WHAT YOU ARE ASKED TO DO –
Two lines in the data below mark the range: the one with "pub use identity::Document;" and the one with "let mut cursor = Self::new(db);". Return both, along with every line between them, exactly.

*** PROVIDED RECORDS Section Begins ***

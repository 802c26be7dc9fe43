//! Document module
//!
//! A [`Document`] names a stored record by its `"<collection>/<key>"`
//! composite id and answers point-in-time existence and staleness questions
//! with single round-trip reads. It is an identity, not the record's
//! payload: cursor batch rows stay generic JSON values, never `Document`
//! instances.

mod identity;

pub use identity::Document;
//! The cursor itself: batch state plus the iteration methods

use super::rows::Rows;
use super::types::{CursorExtra, CursorResponse, CursorStats};
use crate::connection::Database;
use crate::error::{Error, Result};
use reqwest::Method;
use serde::de::DeserializeOwned;
use serde_json::Value;
use tracing::debug;

/// Client-side handle to one open, server-paginated query result stream
///
/// Invariant: `index <= batch.len()` except inside the documented
/// [`fetch_one`](Cursor::fetch_one) overrun, which lets the position pass
/// the end of the batch by one slot.
///
/// A cursor is meant for single-owner, sequential use; concurrent callers
/// must serialize access themselves.
#[derive(Debug)]
pub struct Cursor {
    db: Database,
    id: String,
    batch: Vec<Value>,
    index: usize,
    /// Batch length cached at the last absorb; `fetch_one` and `next`
    /// compare against this rather than the live length.
    max: usize,
    has_more: bool,
    count: u64,
    extra: CursorExtra,
    cached: bool,
    errored: bool,
    error_message: String,
    code: u16,
    time: f64,
}

impl Cursor {
    /// Create an empty cursor bound to a database handle
    ///
    /// Not usable for iteration until populated from an open-query
    /// response; [`Database::query`](crate::Database::query) does both.
    pub fn new(db: Database) -> Self {
        Self {
            db,
            id: String::new(),
            batch: Vec::new(),
            index: 0,
            max: 0,
            has_more: false,
            count: 0,
            extra: CursorExtra::default(),
            cached: false,
            errored: false,
            error_message: String::new(),
            code: 0,
            time: 0.0,
        }
    }

    /// Build a cursor from an open-query response
    pub fn from_response(db: Database, response: CursorResponse) -> Self {
        let mut cursor = Self::new(db);
        cursor.count = response.count;
        cursor.absorb(response);
        cursor
    }

    /// Replace batch state from a server response
    ///
    /// `count` is set once at open time and `id` only when the response
    /// carries one; later batches omit both. The consumption index is left
    /// to the caller.
    fn absorb(&mut self, response: CursorResponse) {
        if !response.id.is_empty() {
            self.id = response.id;
        }
        self.batch = response.result;
        self.max = self.batch.len();
        self.has_more = response.has_more;
        self.extra = response.extra;
        self.cached = response.cached;
        self.errored = response.error;
        self.error_message = response.error_message;
        self.code = response.code;
        self.time = response.time;
    }

    /// Ask the server for the next batch; absorbs it on 200
    async fn refill(&mut self) -> Result<u16> {
        let res = self
            .db
            .send("cursor", &self.id, Method::PUT, None)
            .await?;
        if res.status == 200 {
            let next: CursorResponse = res.decode()?;
            self.absorb(next);
            debug!(id = %self.id, rows = self.batch.len(), has_more = self.has_more, "fetched next batch");
        }
        Ok(res.status)
    }

    // ========================================================================
    // Lifecycle
    // ========================================================================

    /// Delete the cursor on the server, freeing its resources
    ///
    /// Returns `Ok(true)` only when the server confirms with 202. An empty
    /// id means there is nothing to close and no request is made; 404 means
    /// the cursor was already gone. Neither is an error.
    pub async fn delete(&mut self) -> Result<bool> {
        if self.id.is_empty() {
            return Ok(false);
        }
        let res = self
            .db
            .send("cursor", &self.id, Method::DELETE, None)
            .await?;
        match res.status {
            202 => {
                self.id.clear();
                Ok(true)
            }
            404 => Ok(false),
            _ => Ok(false),
        }
    }

    // ========================================================================
    // Iteration
    // ========================================================================

    /// Iterate the remaining rows as `T`
    ///
    /// This is the iteration API to prefer: lazy, single-pass, exact
    /// exhaustion, transparent batch refill, errors as values.
    pub fn rows<T: DeserializeOwned>(&mut self) -> Rows<'_, T> {
        Rows::new(self)
    }

    /// Produce the next row, refilling from the server when the local batch
    /// is exhausted
    pub(super) async fn next_row<T: DeserializeOwned>(&mut self) -> Result<Option<T>> {
        loop {
            if let Some(value) = self.batch.get(self.index) {
                let row = serde_json::from_value(value.clone())?;
                self.index += 1;
                return Ok(Some(row));
            }
            if !self.has_more {
                return Ok(None);
            }
            let status = self.refill().await?;
            if status != 200 {
                return Err(Error::BatchFetch { status });
            }
            self.index = 0;
        }
    }

    /// Bulk-decode the entire current batch into a sequence type
    ///
    /// A non-sequence `T` fails at decode time before any request is made.
    /// On success, if the server holds more rows, the next batch is fetched
    /// eagerly and replaces the local state; it is NOT part of the returned
    /// value. Call `fetch_batch` again to retrieve it; this is a
    /// one-batch-at-a-time bulk reader, not a full drain.
    pub async fn fetch_batch<T: DeserializeOwned>(&mut self) -> Result<T> {
        let rows: T = serde_json::from_value(Value::Array(self.batch.clone()))?;

        if self.has_more {
            // A refill status other than 200 is not surfaced here; only a
            // transport error propagates.
            let _ = self.refill().await?;
        }

        Ok(rows)
    }

    /// Legacy row-at-a-time reader
    ///
    /// Known-quirky and kept only for behavioral compatibility: the
    /// exhaustion check lets the position overrun the batch by one slot, so
    /// each batch yields one extra `true` (with `row` untouched) before
    /// exhaustion is reported. After an inline batch refill it also returns
    /// `true` without decoding; the next call yields the first row of the
    /// new batch. Prefer [`rows`](Cursor::rows) or
    /// [`fetch_next`](Cursor::fetch_next).
    pub async fn fetch_one<T: DeserializeOwned>(&mut self, row: &mut T) -> bool {
        if self.index > self.max {
            if !self.has_more {
                return false;
            }
            match self.refill().await {
                Ok(200) => {
                    self.index = 0;
                    true
                }
                _ => false,
            }
        } else {
            match self.batch.get(self.index).cloned() {
                Some(value) => {
                    self.index += 1;
                    match serde_json::from_value(value) {
                        Ok(decoded) => {
                            *row = decoded;
                            true
                        }
                        Err(_) => false,
                    }
                }
                None => {
                    // index == max: the overrun slot. Nothing to decode,
                    // but the legacy contract still answers `true` here.
                    self.index += 1;
                    true
                }
            }
        }
    }

    /// Row-at-a-time reader with exact exhaustion and typed errors
    ///
    /// Decodes the next row into `row` and returns `Ok(true)`; `Ok(false)`
    /// on terminal exhaustion. A batch refill answered with a status other
    /// than 200 is an [`Error::BatchFetch`].
    pub async fn fetch_next<T: DeserializeOwned>(&mut self, row: &mut T) -> Result<bool> {
        if self.index >= self.batch.len() {
            if !self.has_more {
                return Ok(false);
            }
            let status = self.refill().await?;
            if status != 200 {
                return Err(Error::BatchFetch { status });
            }
            self.index = 0;
        }

        let Some(value) = self.batch.get(self.index).cloned() else {
            return Ok(false);
        };
        let decoded = serde_json::from_value(value)?;
        self.index += 1;
        *row = decoded;
        Ok(true)
    }

    /// Advance the position by one step without decoding a row
    ///
    /// Returns `true` exactly when the advance lands on the end of the
    /// batch, `false` otherwise (including when already at the end). Local
    /// only; never contacts the server.
    pub fn next(&mut self) -> bool {
        if self.index == self.max {
            return false;
        }
        self.index += 1;
        self.index == self.max
    }

    // ========================================================================
    // Accessors: pure reads of the last-known response state
    // ========================================================================

    /// Server-assigned cursor id; empty when never opened or already closed
    pub fn id(&self) -> &str {
        &self.id
    }

    /// Total row count across the whole query, set at open time
    pub fn count(&self) -> u64 {
        self.count
    }

    /// Total result size ignoring any LIMIT clause
    pub fn full_count(&self) -> u64 {
        self.extra.stats.full_count
    }

    /// Whether the server holds more rows beyond the current batch
    pub fn has_more(&self) -> bool {
        self.has_more
    }

    /// Whether the last response carried the server's inline error flag
    pub fn is_errored(&self) -> bool {
        self.errored
    }

    /// Inline error message from the last response
    pub fn error_message(&self) -> &str {
        &self.error_message
    }

    /// HTTP status echoed in the last response body
    pub fn error_code(&self) -> u16 {
        self.code
    }

    /// Query execution statistics
    pub fn stats(&self) -> &CursorStats {
        &self.extra.stats
    }

    /// Warnings raised during query execution
    pub fn warnings(&self) -> &[Value] {
        &self.extra.warnings
    }

    /// Whether the result was served from the server's query cache
    pub fn is_cached(&self) -> bool {
        self.cached
    }

    /// Server-side processing time of the last response, in seconds
    pub fn time(&self) -> f64 {
        self.time
    }
}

*** PROVIDED RECORDS Section Ends ***

WRITTEN ANSWER –
pub use identity::Document;
//! The cursor itself: batch state plus the iteration methods

use super::rows::Rows;
use super::types::{CursorExtra, CursorResponse, CursorStats};
use crate::connection::Database;
use crate::error::{Error, Result};
use reqwest::Method;
use serde::de::DeserializeOwned;
use serde_json::Value;
use tracing::debug;

/// Client-side handle to one open, server-paginated query result stream
///
/// Invariant: `index <= batch.len()` except inside the documented
/// [`fetch_one`](Cursor::fetch_one) overrun, which lets the position pass
/// the end of the batch by one slot.
///
/// A cursor is meant for single-owner, sequential use; concurrent callers
/// must serialize access themselves.
#[derive(Debug)]
pub struct Cursor {
    db: Database,
    id: String,
    batch: Vec<Value>,
    index: usize,
    /// Batch length cached at the last absorb; `fetch_one` and `next`
    /// compare against this rather than the live length.
    max: usize,
    has_more: bool,
    count: u64,
    extra: CursorExtra,
    cached: bool,
    errored: bool,
    error_message: String,
    code: u16,
    time: f64,
}

impl Cursor {
    /// Create an empty cursor bound to a database handle
    ///
    /// Not usable for iteration until populated from an open-query
    /// response; [`Database::query`](crate::Database::query) does both.
    pub fn new(db: Database) -> Self {
        Self {
            db,
            id: String::new(),
            batch: Vec::new(),
            index: 0,
            max: 0,
            has_more: false,
            count: 0,
            extra: CursorExtra::default(),
            cached: false,
            errored: false,
            error_message: String::new(),
            code: 0,
            time: 0.0,
        }
    }

    /// Build a cursor from an open-query response
    pub fn from_response(db: Database, response: CursorResponse) -> Self {
        let mut cursor = Self::new(db);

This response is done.